Saved entries:

★ ★ ★ ★ ★ ★ ★

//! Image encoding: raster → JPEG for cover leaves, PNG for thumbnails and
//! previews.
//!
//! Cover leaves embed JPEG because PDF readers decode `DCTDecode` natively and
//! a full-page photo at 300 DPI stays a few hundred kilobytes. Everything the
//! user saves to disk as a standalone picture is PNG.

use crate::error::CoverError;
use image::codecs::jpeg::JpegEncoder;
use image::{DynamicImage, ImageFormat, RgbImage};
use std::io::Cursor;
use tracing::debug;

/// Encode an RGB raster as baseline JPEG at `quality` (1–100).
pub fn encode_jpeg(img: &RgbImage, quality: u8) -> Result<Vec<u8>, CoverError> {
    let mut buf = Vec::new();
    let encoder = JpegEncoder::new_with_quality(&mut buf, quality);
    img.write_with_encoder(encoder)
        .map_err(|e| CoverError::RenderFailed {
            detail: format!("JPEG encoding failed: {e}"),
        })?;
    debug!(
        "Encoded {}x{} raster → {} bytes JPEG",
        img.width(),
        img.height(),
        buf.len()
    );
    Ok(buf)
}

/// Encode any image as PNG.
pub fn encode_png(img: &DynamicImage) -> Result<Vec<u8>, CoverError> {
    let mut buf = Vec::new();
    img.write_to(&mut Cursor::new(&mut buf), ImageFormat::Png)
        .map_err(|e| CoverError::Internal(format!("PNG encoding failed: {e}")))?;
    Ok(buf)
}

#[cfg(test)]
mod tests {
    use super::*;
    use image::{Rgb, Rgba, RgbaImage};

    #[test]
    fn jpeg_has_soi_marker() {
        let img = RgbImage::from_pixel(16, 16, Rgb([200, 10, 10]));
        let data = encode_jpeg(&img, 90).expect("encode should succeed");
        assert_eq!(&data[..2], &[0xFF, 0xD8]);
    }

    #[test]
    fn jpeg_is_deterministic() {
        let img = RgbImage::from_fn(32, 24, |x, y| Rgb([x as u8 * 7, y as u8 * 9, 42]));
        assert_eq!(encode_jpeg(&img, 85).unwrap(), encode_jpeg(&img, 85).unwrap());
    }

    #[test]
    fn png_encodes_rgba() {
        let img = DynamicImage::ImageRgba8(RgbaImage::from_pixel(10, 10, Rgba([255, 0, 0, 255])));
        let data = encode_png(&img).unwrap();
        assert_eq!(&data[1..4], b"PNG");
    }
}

★ ★ ★ ★ ★ ★ ★

## Problem statement:
Look through the entries above and report the number of lines that contain "RgbaImage". Write only the number.

## Solution to the problem:
2